Hunting Waterfowl Hunting Duck Hunting

Waterfowl Hunting: Open-Water Divers

Pressured Ducks Snubbing Your Decoys? Try Setting Up Far Away From Crowded Shorlines
Open-Water Diver hunting

Kill more open-water divers by avoiding the near-shore crowds. Brian Ruzzo

While hunting diving ducks is much different from chasing puddle ducks, waterfowlers from both worlds face one similar challenge—consistently decoying pressured birds. And the problem becomes magnified as the season progresses. Lake Erie duck guide Captain Nate Dunahay (quacksmackerguide.com) has unlocked access to notoriously suspicious canvasbacks and redheads on the Great Lakes by employing sea duck tactics that he learned while hunting sea ducks and coastal geese off Long Island.

Dunahay notes that most diver-duck hunters in Lake Erie set up fairly close to shore, where birds are pressured and wary. Dunahay’s solution is to get away from the crowds.

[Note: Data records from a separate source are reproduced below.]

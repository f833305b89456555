use std::fmt;
use thiserror::Error;

#[derive(Debug, Error)]
pub enum Error {
    #[error("Database error: {0}")]
    Database(String),

    #[error("Migration error: {0}")]
    Migration(String),

    #[error("Invalid range: {0} (expected 6m or 12m)")]
    InvalidRange(String),

    #[error("Invalid granularity: {0} (expected month or quarter)")]
    InvalidGranularity(String),

    #[error("Unknown metric: {0}")]
    InvalidMetric(String),

    #[error("Dimension '{dimension}' is not available for metric '{metric}'")]
    InvalidDimension { metric: String, dimension: String },

    #[error("Invalid period format: {0}")]
    PeriodParse(String),

    #[error("Configuration error: {0}")]
    Config(String),

    #[error("{0}")]
    Other(String),
}

impl Error {
    /// True for rejected-input conditions the caller should report as a bad
    /// request. Everything else is an internal error.
    pub fn is_bad_request(&self) -> bool {
        matches!(
            self,
            Error::InvalidRange(_)
                | Error::InvalidGranularity(_)
                | Error::InvalidMetric(_)
                | Error::InvalidDimension { .. }
                | Error::PeriodParse(_)
        )
    }
}

impl From<rusqlite::Error> for Error {
    fn from(e: rusqlite::Error) -> Self {
        Error::Database(e.to_string())
    }
}

impl From<rusqlite_migration::Error> for Error {
    fn from(e: rusqlite_migration::Error) -> Self {
        Error::Migration(e.to_string())
    }
}

impl<E: fmt::Display> From<tokio_rusqlite::Error<E>> for Error {
    fn from(e: tokio_rusqlite::Error<E>) -> Self {
        Error::Database(e.to_string())
    }
}

pub type Result<T> = std::result::Result<T, Error>;

#[cfg(test)]
mod tests {
    use super::*;

    #[test]
    fn test_bad_request_classification() {
        assert!(Error::InvalidRange("3m".into()).is_bad_request());
        assert!(Error::InvalidGranularity("week".into()).is_bad_request());
        assert!(Error::InvalidDimension {
            metric: "lead_time".into(),
            dimension: "customer".into(),
        }
        .is_bad_request());
        assert!(!Error::Database("disk I/O error".into()).is_bad_request());
        assert!(!Error::Config("bad value".into()).is_bad_request());
    }

    #[test]
    fn test_messages() {
        assert_eq!(
            Error::InvalidRange("3m".into()).to_string(),
            "Invalid range: 3m (expected 6m or 12m)"
        );
    }
}
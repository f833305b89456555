use std::collections::BTreeMap;

use chrono::NaiveDate;
use serde::Serialize;

use crate::window::Month;

/// One raw monthly series. At most one observation per month.
#[derive(Debug, Clone, Default, PartialEq)]
pub struct MonthlySeries {
    points: BTreeMap<Month, f64>,
}

impl MonthlySeries {
    pub fn new() -> Self {
        Self::default()
    }

    /// Record an observation, replacing any existing value for the month.
    pub fn insert(&mut self, month: Month, value: f64) {
        self.points.insert(month, value);
    }

    /// Add to the month's value (absent counts as zero).
    pub fn accumulate(&mut self, month: Month, value: f64) {
        *self.points.entry(month).or_insert(0.0) += value;
    }

    pub fn get(&self, month: Month) -> Option<f64> {
        self.points.get(&month).copied()
    }

    pub fn is_empty(&self) -> bool {
        self.points.is_empty()
    }

    pub fn len(&self) -> usize {
        self.points.len()
    }

    /// Observations that fall on `months`, in month order.
    pub fn observed_in<'a>(&'a self, months: &'a [Month]) -> impl Iterator<Item = (Month, f64)> + 'a {
        months
            .iter()
            .filter_map(move |m| self.points.get(m).map(|v| (*m, *v)))
    }

    /// True if any of `months` has an observation.
    pub fn has_any(&self, months: &[Month]) -> bool {
        months.iter().any(|m| self.points.contains_key(m))
    }

    /// Sum over `months`; absent months count as zero.
    pub fn sum_over(&self, months: &[Month]) -> f64 {
        self.observed_in(months).map(|(_, v)| v).sum()
    }

    /// Arithmetic mean of the observed months; `None` when nothing is observed.
    pub fn mean_over(&self, months: &[Month]) -> Option<f64> {
        let (sum, count) = self
            .observed_in(months)
            .fold((0.0, 0usize), |(s, c), (_, v)| (s + v, c + 1));
        if count == 0 {
            None
        } else {
            Some(sum / count as f64)
        }
    }

    /// The last observed value among `months`.
    pub fn last_in(&self, months: &[Month]) -> Option<f64> {
        months.iter().rev().find_map(|m| self.get(*m))
    }

    /// Most recent observation with month `<= cutoff`, regardless of how far back.
    pub fn latest_as_of(&self, cutoff: Month) -> Option<(Month, f64)> {
        self.points
            .range(..=cutoff)
            .next_back()
            .map(|(m, v)| (*m, *v))
    }
}

impl FromIterator<(Month, f64)> for MonthlySeries {
    fn from_iter<I: IntoIterator<Item = (Month, f64)>>(iter: I) -> Self {
        Self {
            points: iter.into_iter().collect(),
        }
    }
}

/// Customer attributes used by drill-down breakdowns.
#[derive(Debug, Clone, Default, PartialEq, Serialize)]
pub struct Customer {
    pub name: Option<String>,
    pub industry: Option<String>,
    pub source: Option<String>,
}

/// A single order line. Gross margin and ARR are computed from these rather
/// than from the pre-aggregated revenue series.
#[derive(Debug, Clone, PartialEq, Serialize)]
pub struct Order {
    pub order_date: NaiveDate,
    pub amount: f64,
    pub profit: f64,
    pub kind: Option<String>,
    pub customer: Option<Customer>,
}

impl Order {
    /// Subscription and recurring orders feed ARR.
    pub fn is_recurring(&self) -> bool {
        matches!(self.kind.as_deref(), Some("subscription") | Some("recurring"))
    }

    pub fn month(&self) -> Month {
        Month::of(self.order_date)
    }
}

/// A component line of the static COGS breakdown.
#[derive(Debug, Clone, PartialEq, Serialize)]
pub struct CostComponent {
    pub component: String,
    pub cost: f64,
}

/// Identifies one raw monthly input series.
#[derive(Debug, Clone, Copy, PartialEq, Eq, Hash)]
pub enum Source {
    Recognized,
    Booked,
    Backlog,
    Uptime,
    Nrr,
    PipelineCount,
    WinRatePct,
    OrderAmount,
    OrderProfit,
    RecurringAmount,
    LeadTimeDays,
    InventoryTurns,
    CogsVariancePct,
}

impl Source {
    /// Rates that may be stored either as a 0-1 ratio or a 0-100 percentage.
    pub fn is_rate(&self) -> bool {
        matches!(self, Source::Uptime | Source::Nrr)
    }
}

/// Everything the engine needs for one request.
///
/// A point-in-time read of the store. The engine only reads it; every request
/// builds its own.
#[derive(Debug, Clone, Default)]
pub struct SeriesSnapshot {
    pub recognized: MonthlySeries,
    pub booked: MonthlySeries,
    pub backlog: MonthlySeries,
    pub uptime: MonthlySeries,
    pub nrr: MonthlySeries,
    pub pipeline_count: MonthlySeries,
    pub win_rate_pct: MonthlySeries,
    pub lead_time_days: MonthlySeries,
    pub inventory_turns: MonthlySeries,
    pub cogs_variance_pct: MonthlySeries,
    pub cogs_breakdown: Vec<CostComponent>,
    orders: Vec<Order>,
    order_amount: MonthlySeries,
    order_profit: MonthlySeries,
    recurring_amount: MonthlySeries,
}

impl SeriesSnapshot {
    pub fn new() -> Self {
        Self::default()
    }

    /// Record one revenue row. The three columns are always observed together.
    pub fn insert_revenue(&mut self, month: Month, recognized: f64, booked: f64, backlog: f64) {
        self.recognized.insert(month, recognized);
        self.booked.insert(month, booked);
        self.backlog.insert(month, backlog);
    }

    /// Attach order-level data and derive the per-month order series from it.
    pub fn set_orders(&mut self, orders: Vec<Order>) {
        let mut amount = MonthlySeries::new();
        let mut profit = MonthlySeries::new();
        let mut recurring = MonthlySeries::new();
        for order in &orders {
            let month = order.month();
            amount.accumulate(month, order.amount);
            profit.accumulate(month, order.profit);
            if order.is_recurring() {
                recurring.accumulate(month, order.amount);
            }
        }
        self.orders = orders;
        self.order_amount = amount;
        self.order_profit = profit;
        self.recurring_amount = recurring;
    }

    pub fn orders(&self) -> &[Order] {
        &self.orders
    }

    /// Orders dated within `[start, end]` inclusive.
    pub fn orders_between(&self, start: NaiveDate, end: NaiveDate) -> impl Iterator<Item = &Order> {
        self.orders
            .iter()
            .filter(move |o| o.order_date >= start && o.order_date <= end)
    }

    pub fn series(&self, source: Source) -> &MonthlySeries {
        match source {
            Source::Recognized => &self.recognized,
            Source::Booked => &self.booked,
            Source::Backlog => &self.backlog,
            Source::Uptime => &self.uptime,
            Source::Nrr => &self.nrr,
            Source::PipelineCount => &self.pipeline_count,
            Source::WinRatePct => &self.win_rate_pct,
            Source::OrderAmount => &self.order_amount,
            Source::OrderProfit => &self.order_profit,
            Source::RecurringAmount => &self.recurring_amount,
            Source::LeadTimeDays => &self.lead_time_days,
            Source::InventoryTurns => &self.inventory_turns,
            Source::CogsVariancePct => &self.cogs_variance_pct,
        }
    }
}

“We usually run anywhere from 7 to 10 miles offshore to get away from other hunters,” he explains. “We’re getting away from the competition, but we’re also seeing much bigger numbers of birds.”

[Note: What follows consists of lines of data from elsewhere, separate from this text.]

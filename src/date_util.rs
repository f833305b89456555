use chrono::{Duration, NaiveDate};

/// Get the last day of a given month.
pub fn last_day_of_month(year: i32, month: u32) -> NaiveDate {
    first_day_of_next_month(year, month) - Duration::days(1)
}

fn first_day_of_next_month(year: i32, month: u32) -> NaiveDate {
    let (y, m) = if month >= 12 { (year + 1, 1) } else { (year, month + 1) };
    NaiveDate::from_ymd_opt(y, m, 1).unwrap_or(NaiveDate::MAX)
}

/// Get the quarter (1-4) for a month number (1-12).
pub fn quarter_of_month(month: u32) -> u8 {
    ((month.clamp(1, 12) - 1) / 3 + 1) as u8
}

/// Shift a (year, month) pair by `delta` months, carrying across year boundaries.
pub fn add_months(year: i32, month: u32, delta: i32) -> (i32, u32) {
    let index = year * 12 + (month as i32 - 1) + delta;
    (index.div_euclid(12), index.rem_euclid(12) as u32 + 1)
}

/// Round half away from zero to `places` decimal places.
pub fn round_to(value: f64, places: u32) -> f64 {
    let factor = 10f64.powi(places as i32);
    (value * factor).round() / factor
}

#[cfg(test)]
mod tests {
    use super::*;

    #[test]
    fn test_last_day_of_month() {
        assert_eq!(
            last_day_of_month(2025, 1),
            NaiveDate::from_ymd_opt(2025, 1, 31).unwrap()
        );
        assert_eq!(
            last_day_of_month(2025, 2),
            NaiveDate::from_ymd_opt(2025, 2, 28).unwrap()
        );
        assert_eq!(
            last_day_of_month(2024, 2),
            NaiveDate::from_ymd_opt(2024, 2, 29).unwrap()
        ); // Leap year
        assert_eq!(
            last_day_of_month(2025, 12),
            NaiveDate::from_ymd_opt(2025, 12, 31).unwrap()
        );
    }

    #[test]
    fn test_quarter_of_month() {
        assert_eq!(quarter_of_month(1), 1);
        assert_eq!(quarter_of_month(3), 1);
        assert_eq!(quarter_of_month(4), 2);
        assert_eq!(quarter_of_month(9), 3);
        assert_eq!(quarter_of_month(12), 4);
    }

    #[test]
    fn test_add_months() {
        assert_eq!(add_months(2025, 6, -5), (2025, 1));
        assert_eq!(add_months(2025, 1, -1), (2024, 12));
        assert_eq!(add_months(2025, 12, 1), (2026, 1));
        assert_eq!(add_months(2025, 3, -15), (2023, 12));
        assert_eq!(add_months(2025, 3, 0), (2025, 3));
    }

    #[test]
    fn test_round_to() {
        assert_eq!(round_to(112.200_000_000_000_02, 2), 112.2);
        assert_eq!(round_to(0.123_456, 4), 0.1235);
        assert_eq!(round_to(4.66, 1), 4.7);
        assert_eq!(round_to(-1.005, 0), -1.0);
    }
}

Dunahay searches for flocks of rafting birds in open water. He’s looking for big collections of birds—rafts of thousands of birds that could cover a football field—and when he finds them, he wants to learn whether they are feeding or loafing. He uses a good-quality, high-power binocular to observe birds from a distance. As long as the waves aren’t too high, visibility is good for well over 2 miles across open water.

“If the birds are over shallower water and they are diving, then you know they’re probably feeding,” the guide says. “If they are over deeper water and you notice some of the birds with their heads tucked under their wings, they are probably loafing.” Dunahay’s strategy revolves around finding rafts of both feeding and loafing birds several miles apart. Then he sets up between the two locations, hoping to intercept smaller groups of birds traveling between them.

“An ideal separation between loafing and feeding birds is between 2 and 3 miles,” says Dunahay. “When it works, it works. I’ve had 2,000 birds decoy into my blocks, but that doesn’t happen very often. Usually it’s anywhere from several dozen to several hundred. That’s plenty.”

As long as he doesn’t disturb the main raft of birds and the weather remains stable, Dunahay can hunt the same location for several days. The ducks use the same flight paths to and from the feeding and loafing locations, so paying close attention to their routes results in several good shoots.

Dunahay adds a black-and-white flag to his decoy blocks in order to get the attention of distant birds. And he uses far more hens than drakes in his spread—about four hens to every drake. The reasons: Most other hunters’ spreads are heavy on drakes (most decoy sets are sold with more drakes than hens), so by inverting the sex ratio, his decoys stand out from the crowd. Second, Dunahay believes the brown of hen decoys is more visible in open water than the white of the drakes, especially over the long distances these big-water birds cover on their approach.